I really do not know why she applied that term to him at that moment, except that he used to apply it to himself at many moments. But since it seemed to her to explain his conduct, there is no need to quarrel with the epithet.
“And I hope,” said I, “that the grey frock wasn’t irretrievably ruined?”
“I’ve never worn it again,” she murmured.
So I suppose it was ruined – unless she has some other reason. But she would be right to treat it differently from other frocks; it must mean a good deal to her, although it failed to mean anything except its own pretty self to Mr Jackson.
FOREORDAINED
“I DON’T say,” observed the Colonel, “that limited liability companies haven’t great advantages. In fact, I’m a director myself – it’s a big grocery – and draw three hundred a year – a very welcome addition to my half-pay – and, for all I know, I may supply some of you fellows with your morning bacon. If I do, it just exemplifies the point I was about to make; which is this – When it comes to limited companies, you never know who anybody is. I could tell you a little story to illustrate that; it’s rather a sad one, though.”
The club smoking-room was cheerfully lighted, the fire burned brightly, we each had a cigar and a drink. We intimated to the Colonel that we felt in a position to endure a touch of tragedy.
“It’s some years ago now,” he said, “but it affected me considerably at the time. Do any of you go to Stretchley’s for your clothes?”
Three of us shook our heads wistfully. The fourth – a young man, and a new member, whom none of us knew, but who had a legal look about him and wore admirable trousers of a delicate grey – answered the Colonel’s question in the affirmative.

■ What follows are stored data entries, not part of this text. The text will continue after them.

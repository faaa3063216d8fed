pub mod error;
pub mod normalize;
pub mod types;

pub use error::{ApifyError, Result};
pub use normalize::{extract_page_id_from_url, AdFormat, NormalizedAd};
pub use types::{AdLibraryScraperInput, RawAd, RunData};

use serde::de::DeserializeOwned;
use types::ApiResponse;

const BASE_URL: &str = "https://api.apify.com/v2";

/// Hard ceiling on one actor run; the Ad Library scraper is slow on
/// pages with large archives.
const RUN_TIMEOUT_SECS: u32 = 600;

/// Actor memory allocation in megabytes.
const RUN_MEMORY_MB: u32 = 2048;

pub struct ApifyClient {
    client: reqwest::Client,
    token: String,
    actor_id: String,
    base_url: String,
}

impl ApifyClient {
    pub fn new(token: String, actor_id: String) -> Self {
        Self {
            client: reqwest::Client::new(),
            token,
            actor_id,
            base_url: BASE_URL.to_string(),
        }
    }

    pub fn with_base_url(mut self, url: &str) -> Self {
        self.base_url = url.to_string();
        self
    }

    /// Start an Ad Library scrape run. Returns immediately with run metadata.
    pub async fn start_run(&self, input: &AdLibraryScraperInput) -> Result<RunData> {
        let url = format!(
            "{}/acts/{}/runs?timeout={}&memory={}",
            self.base_url, self.actor_id, RUN_TIMEOUT_SECS, RUN_MEMORY_MB
        );
        let resp = self
            .client
            .post(&url)
            .bearer_auth(&self.token)
            .json(input)
            .send()
            .await?;

        let status = resp.status();
        if !status.is_success() {
            let body = resp.text().await.unwrap_or_default();
            return Err(ApifyError::Api {
                status: status.as_u16(),
                message: body,
            });
        }

        let api_resp: ApiResponse<RunData> = resp.json().await?;
        Ok(api_resp.data)
    }

    /// Poll until a run completes. Uses `waitForFinish=60` for efficient
    /// long-polling. Any non-success terminal status is an error.
    pub async fn wait_for_run(&self, run_id: &str) -> Result<RunData> {
        loop {
            let url = format!("{}/actor-runs/{}?waitForFinish=60", self.base_url, run_id);
            let resp = self
                .client
                .get(&url)
                .bearer_auth(&self.token)
                .send()
                .await?;

            let status = resp.status();
            if !status.is_success() {
                let body = resp.text().await.unwrap_or_default();
                return Err(ApifyError::Api {
                    status: status.as_u16(),
                    message: body,
                });
            }

            let api_resp: ApiResponse<RunData> = resp.json().await?;
            match api_resp.data.status.as_str() {
                "SUCCEEDED" => return Ok(api_resp.data),
                "FAILED" | "ABORTED" | "TIMED-OUT" => {
                    return Err(ApifyError::RunFailed(api_resp.data.status));
                }
                _ => {
                    tracing::debug!(run_id, status = %api_resp.data.status, "Run still in progress");
                    continue;
                }
            }
        }
    }

    /// Fetch dataset items from a completed run.
    pub async fn get_dataset_items<T: DeserializeOwned>(&self, dataset_id: &str) -> Result<Vec<T>> {
        let url = format!(
            "{}/datasets/{}/items?format=json",
            self.base_url, dataset_id
        );
        let resp = self
            .client
            .get(&url)
            .bearer_auth(&self.token)
            .send()
            .await?;

        let status = resp.status();
        if !status.is_success() {
            let body = resp.text().await.unwrap_or_default();
            return Err(ApifyError::Api {
                status: status.as_u16(),
                message: body,
            });
        }

        let items: Vec<T> = resp.json().await?;
        Ok(items)
    }

    /// Scrape the Ad Library end-to-end: start run, poll, fetch and
    /// normalize results.
    pub async fn scrape_ad_library(
        &self,
        input: &AdLibraryScraperInput,
    ) -> Result<Vec<NormalizedAd>> {
        tracing::info!(
            pages = input.pages.len(),
            max_results = input.max_results_per_page,
            date_from = input.date_from.as_deref().unwrap_or("none"),
            "Starting Ad Library scrape"
        );

        let run = self.start_run(input).await?;
        tracing::info!(run_id = %run.id, "Apify run started, polling for completion");

        let completed = self.wait_for_run(&run.id).await?;
        tracing::info!(
            run_id = %completed.id,
            dataset_id = %completed.default_dataset_id,
            "Run completed, fetching results"
        );

        let raw: Vec<RawAd> = self
            .get_dataset_items(&completed.default_dataset_id)
            .await?;
        tracing::info!(count = raw.len(), "Fetched raw ads");

        let today = chrono::Utc::now().date_naive();
        Ok(raw.iter().map(|ad| ad.normalize(today)).collect())
    }
}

“If I may say so, you and Stretchley do one another credit, sir,” said the Colonel, with an approving glance at the new member’s trousers. “And I needn’t tell you that Stretchley’s have few equals – and no superiors. When you say Stretchley’s, you say everything. I have never gone to them myself: partly because I couldn’t afford it, more perhaps from motives of delicacy – from consideration for poor George Langhorn’s feelings. He has always preferred not to act professionally for his personal friends, even though he lost money in consequence.”
“How does George Langhorn come in?” I ventured to ask.
“He is Stretchley’s, to all intents and purposes. It’s a small family company. The business was founded by George’s maternal grandfather, and carried to greatness by his mother’s brother, Fred Stretchley, whom I used to see at Brighton years ago. Fred made it into a company, but of course kept the bulk of the shares to himself, besides the entire control; and when he died he left all he had to George, on condition – mark you, on condition – that George remained in the business, and in active control of it. He did that because he knew that George hated it, and, at the same time, had a wonderful turn for it.”